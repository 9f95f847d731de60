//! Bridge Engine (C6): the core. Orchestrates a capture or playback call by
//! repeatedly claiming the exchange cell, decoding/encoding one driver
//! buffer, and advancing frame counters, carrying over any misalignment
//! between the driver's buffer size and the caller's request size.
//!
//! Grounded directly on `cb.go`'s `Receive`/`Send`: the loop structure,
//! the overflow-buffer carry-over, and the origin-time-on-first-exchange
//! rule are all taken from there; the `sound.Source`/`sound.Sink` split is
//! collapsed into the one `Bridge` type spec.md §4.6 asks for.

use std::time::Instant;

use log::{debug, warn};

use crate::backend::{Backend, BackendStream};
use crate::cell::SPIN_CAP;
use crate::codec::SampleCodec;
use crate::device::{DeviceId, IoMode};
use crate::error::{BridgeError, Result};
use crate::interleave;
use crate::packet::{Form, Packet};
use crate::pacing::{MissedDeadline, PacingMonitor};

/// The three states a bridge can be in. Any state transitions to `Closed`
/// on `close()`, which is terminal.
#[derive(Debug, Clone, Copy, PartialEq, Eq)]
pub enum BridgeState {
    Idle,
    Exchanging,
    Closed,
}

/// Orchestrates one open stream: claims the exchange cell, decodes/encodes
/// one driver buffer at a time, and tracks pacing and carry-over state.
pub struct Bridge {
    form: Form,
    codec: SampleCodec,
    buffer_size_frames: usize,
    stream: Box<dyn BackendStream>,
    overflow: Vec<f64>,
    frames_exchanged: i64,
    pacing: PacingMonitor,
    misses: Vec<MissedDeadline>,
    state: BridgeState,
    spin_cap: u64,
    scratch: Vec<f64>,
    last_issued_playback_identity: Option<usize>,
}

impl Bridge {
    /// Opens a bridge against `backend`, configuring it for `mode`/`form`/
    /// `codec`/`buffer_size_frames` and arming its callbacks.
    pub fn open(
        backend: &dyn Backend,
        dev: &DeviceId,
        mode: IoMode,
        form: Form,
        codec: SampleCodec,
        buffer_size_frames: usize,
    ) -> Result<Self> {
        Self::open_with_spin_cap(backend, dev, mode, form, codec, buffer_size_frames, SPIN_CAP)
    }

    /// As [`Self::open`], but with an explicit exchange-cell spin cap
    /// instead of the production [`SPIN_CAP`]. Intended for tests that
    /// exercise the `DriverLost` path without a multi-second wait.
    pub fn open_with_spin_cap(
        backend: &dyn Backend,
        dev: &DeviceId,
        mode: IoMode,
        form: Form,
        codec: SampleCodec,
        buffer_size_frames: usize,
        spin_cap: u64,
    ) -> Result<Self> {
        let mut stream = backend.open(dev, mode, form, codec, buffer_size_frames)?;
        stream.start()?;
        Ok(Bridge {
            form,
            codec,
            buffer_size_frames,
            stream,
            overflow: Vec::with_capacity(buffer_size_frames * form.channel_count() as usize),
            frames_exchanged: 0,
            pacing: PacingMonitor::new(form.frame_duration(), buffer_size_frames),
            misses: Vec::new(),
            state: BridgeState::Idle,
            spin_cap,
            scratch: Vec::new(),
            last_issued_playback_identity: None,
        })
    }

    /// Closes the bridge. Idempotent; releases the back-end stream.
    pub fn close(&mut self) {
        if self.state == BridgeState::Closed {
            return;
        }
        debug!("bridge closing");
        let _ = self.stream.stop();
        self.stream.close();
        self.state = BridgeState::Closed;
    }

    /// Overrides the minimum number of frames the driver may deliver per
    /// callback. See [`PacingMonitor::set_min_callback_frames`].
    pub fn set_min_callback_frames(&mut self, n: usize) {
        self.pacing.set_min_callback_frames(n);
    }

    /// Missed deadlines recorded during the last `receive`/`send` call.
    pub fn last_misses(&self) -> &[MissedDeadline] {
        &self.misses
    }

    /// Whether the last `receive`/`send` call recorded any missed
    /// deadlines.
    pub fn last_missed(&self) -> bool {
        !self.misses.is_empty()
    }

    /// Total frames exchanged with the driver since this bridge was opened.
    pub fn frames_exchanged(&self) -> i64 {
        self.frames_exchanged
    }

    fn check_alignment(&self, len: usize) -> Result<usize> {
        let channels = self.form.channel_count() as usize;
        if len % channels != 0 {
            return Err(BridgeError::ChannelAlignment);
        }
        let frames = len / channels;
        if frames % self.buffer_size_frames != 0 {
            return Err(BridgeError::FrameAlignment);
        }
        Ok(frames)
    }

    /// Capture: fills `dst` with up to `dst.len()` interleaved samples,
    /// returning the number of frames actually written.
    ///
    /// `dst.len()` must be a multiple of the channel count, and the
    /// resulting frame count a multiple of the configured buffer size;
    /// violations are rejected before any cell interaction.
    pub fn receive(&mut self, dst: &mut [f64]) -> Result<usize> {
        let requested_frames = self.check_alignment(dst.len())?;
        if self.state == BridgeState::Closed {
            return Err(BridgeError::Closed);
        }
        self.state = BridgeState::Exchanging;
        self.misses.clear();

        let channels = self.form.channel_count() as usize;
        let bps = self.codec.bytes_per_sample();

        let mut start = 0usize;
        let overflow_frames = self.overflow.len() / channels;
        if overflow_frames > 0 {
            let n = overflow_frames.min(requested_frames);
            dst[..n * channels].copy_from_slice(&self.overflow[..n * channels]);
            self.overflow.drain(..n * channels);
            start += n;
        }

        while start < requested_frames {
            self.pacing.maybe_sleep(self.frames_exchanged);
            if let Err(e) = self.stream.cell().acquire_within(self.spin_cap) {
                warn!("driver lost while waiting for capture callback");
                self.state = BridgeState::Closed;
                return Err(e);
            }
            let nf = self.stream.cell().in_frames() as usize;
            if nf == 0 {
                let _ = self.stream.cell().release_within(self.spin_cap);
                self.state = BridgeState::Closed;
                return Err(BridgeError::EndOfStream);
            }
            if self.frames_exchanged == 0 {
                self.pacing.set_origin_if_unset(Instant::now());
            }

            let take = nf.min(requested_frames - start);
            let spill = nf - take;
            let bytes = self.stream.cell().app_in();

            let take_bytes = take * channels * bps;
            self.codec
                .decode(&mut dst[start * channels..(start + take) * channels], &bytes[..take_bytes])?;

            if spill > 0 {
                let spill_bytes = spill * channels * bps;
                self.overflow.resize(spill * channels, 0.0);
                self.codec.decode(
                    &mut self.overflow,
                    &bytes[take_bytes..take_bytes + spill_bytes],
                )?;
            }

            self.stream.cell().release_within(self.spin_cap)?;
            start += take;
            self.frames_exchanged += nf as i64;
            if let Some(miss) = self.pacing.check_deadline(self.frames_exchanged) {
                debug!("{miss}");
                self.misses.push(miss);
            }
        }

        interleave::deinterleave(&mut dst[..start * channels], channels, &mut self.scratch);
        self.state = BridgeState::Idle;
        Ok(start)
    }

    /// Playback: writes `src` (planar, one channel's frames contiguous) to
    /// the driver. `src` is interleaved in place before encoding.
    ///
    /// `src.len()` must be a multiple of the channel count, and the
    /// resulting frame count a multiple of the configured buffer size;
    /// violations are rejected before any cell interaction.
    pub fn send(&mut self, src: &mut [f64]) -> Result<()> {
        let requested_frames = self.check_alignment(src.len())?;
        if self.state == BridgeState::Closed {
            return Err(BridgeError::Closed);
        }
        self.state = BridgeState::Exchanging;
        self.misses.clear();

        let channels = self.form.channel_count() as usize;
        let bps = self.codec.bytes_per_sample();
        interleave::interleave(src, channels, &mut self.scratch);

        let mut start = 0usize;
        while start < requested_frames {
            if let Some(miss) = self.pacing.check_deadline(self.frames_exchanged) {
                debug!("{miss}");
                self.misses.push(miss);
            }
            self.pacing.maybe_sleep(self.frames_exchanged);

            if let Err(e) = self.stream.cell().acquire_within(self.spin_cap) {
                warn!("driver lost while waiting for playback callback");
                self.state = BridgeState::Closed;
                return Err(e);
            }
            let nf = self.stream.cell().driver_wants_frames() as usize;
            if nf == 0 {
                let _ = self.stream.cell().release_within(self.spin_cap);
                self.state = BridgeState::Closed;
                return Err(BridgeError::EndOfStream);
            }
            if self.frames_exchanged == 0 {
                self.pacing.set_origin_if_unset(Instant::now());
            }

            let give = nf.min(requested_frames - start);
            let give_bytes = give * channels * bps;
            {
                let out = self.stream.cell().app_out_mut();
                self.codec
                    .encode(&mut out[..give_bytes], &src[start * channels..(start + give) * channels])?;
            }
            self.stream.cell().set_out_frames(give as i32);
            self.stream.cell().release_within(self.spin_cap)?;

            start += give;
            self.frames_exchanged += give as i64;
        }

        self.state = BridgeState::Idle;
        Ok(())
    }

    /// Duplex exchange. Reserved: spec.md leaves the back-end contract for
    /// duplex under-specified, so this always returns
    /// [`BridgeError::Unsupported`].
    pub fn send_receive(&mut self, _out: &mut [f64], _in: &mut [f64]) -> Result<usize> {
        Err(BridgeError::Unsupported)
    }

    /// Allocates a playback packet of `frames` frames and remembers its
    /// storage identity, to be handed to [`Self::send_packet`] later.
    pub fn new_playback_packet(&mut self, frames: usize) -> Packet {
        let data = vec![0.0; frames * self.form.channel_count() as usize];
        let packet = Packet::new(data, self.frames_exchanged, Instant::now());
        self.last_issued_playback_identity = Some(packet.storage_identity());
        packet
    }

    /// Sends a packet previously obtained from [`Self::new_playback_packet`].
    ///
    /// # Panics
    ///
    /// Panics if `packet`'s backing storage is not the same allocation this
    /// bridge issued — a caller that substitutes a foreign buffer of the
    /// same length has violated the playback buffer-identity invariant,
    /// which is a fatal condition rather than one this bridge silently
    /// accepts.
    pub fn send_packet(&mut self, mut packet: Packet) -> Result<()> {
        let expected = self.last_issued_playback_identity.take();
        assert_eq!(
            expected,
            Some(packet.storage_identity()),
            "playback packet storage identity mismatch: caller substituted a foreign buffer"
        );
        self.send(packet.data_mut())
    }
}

|---|

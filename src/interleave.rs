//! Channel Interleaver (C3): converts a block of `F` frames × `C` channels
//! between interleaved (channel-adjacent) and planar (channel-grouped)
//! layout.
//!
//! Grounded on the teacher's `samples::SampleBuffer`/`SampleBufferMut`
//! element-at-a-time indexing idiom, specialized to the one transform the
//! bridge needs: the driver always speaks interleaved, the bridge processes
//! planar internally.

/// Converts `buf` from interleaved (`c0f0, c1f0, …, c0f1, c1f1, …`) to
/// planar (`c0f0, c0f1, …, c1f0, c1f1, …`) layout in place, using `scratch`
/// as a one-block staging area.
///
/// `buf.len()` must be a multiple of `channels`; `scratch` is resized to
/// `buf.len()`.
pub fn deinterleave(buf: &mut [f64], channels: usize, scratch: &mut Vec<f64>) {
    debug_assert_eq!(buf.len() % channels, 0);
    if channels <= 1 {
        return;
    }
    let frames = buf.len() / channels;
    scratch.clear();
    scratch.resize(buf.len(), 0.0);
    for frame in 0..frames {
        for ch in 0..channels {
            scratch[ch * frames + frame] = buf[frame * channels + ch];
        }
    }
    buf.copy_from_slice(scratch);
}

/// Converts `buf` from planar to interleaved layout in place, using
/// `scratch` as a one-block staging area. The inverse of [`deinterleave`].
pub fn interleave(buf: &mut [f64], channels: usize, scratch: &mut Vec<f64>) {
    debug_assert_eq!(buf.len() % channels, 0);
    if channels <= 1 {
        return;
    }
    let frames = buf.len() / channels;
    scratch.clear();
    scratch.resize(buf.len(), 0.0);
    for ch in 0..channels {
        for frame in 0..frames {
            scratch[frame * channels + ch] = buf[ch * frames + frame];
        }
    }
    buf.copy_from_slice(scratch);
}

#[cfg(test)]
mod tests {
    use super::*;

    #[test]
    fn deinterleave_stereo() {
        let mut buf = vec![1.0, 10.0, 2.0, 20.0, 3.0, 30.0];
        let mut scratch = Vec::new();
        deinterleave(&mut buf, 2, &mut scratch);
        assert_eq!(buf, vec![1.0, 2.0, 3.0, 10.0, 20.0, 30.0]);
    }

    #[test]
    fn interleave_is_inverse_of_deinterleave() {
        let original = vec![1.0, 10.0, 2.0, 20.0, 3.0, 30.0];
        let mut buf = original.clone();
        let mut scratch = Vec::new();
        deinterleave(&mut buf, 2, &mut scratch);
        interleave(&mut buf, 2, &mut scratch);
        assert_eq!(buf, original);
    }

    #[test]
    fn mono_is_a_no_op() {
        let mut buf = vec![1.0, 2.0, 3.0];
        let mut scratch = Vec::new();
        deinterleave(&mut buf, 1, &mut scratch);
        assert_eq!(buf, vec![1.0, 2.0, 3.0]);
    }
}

|---|

> **EXERCISE BRIEF**
In the entries above, the lines between the one holding "pub fn deinterleave(buf: &mut" and the one holding "staging area. The", inclusive, are to be printed exactly as written, and those alone.

> **ANSWER AREA**
pub fn deinterleave(buf: &mut [f64], channels: usize, scratch: &mut Vec<f64>) {
    debug_assert_eq!(buf.len() % channels, 0);
    if channels <= 1 {
        return;
    }
    let frames = buf.len() / channels;
    scratch.clear();
    scratch.resize(buf.len(), 0.0);
    for frame in 0..frames {
        for ch in 0..channels {
            scratch[ch * frames + frame] = buf[frame * channels + ch];
        }
    }
    buf.copy_from_slice(scratch);
}

/// Converts `buf` from planar to interleaved layout in place, using
/// `scratch` as a one-block staging area. The inverse of [`deinterleave`].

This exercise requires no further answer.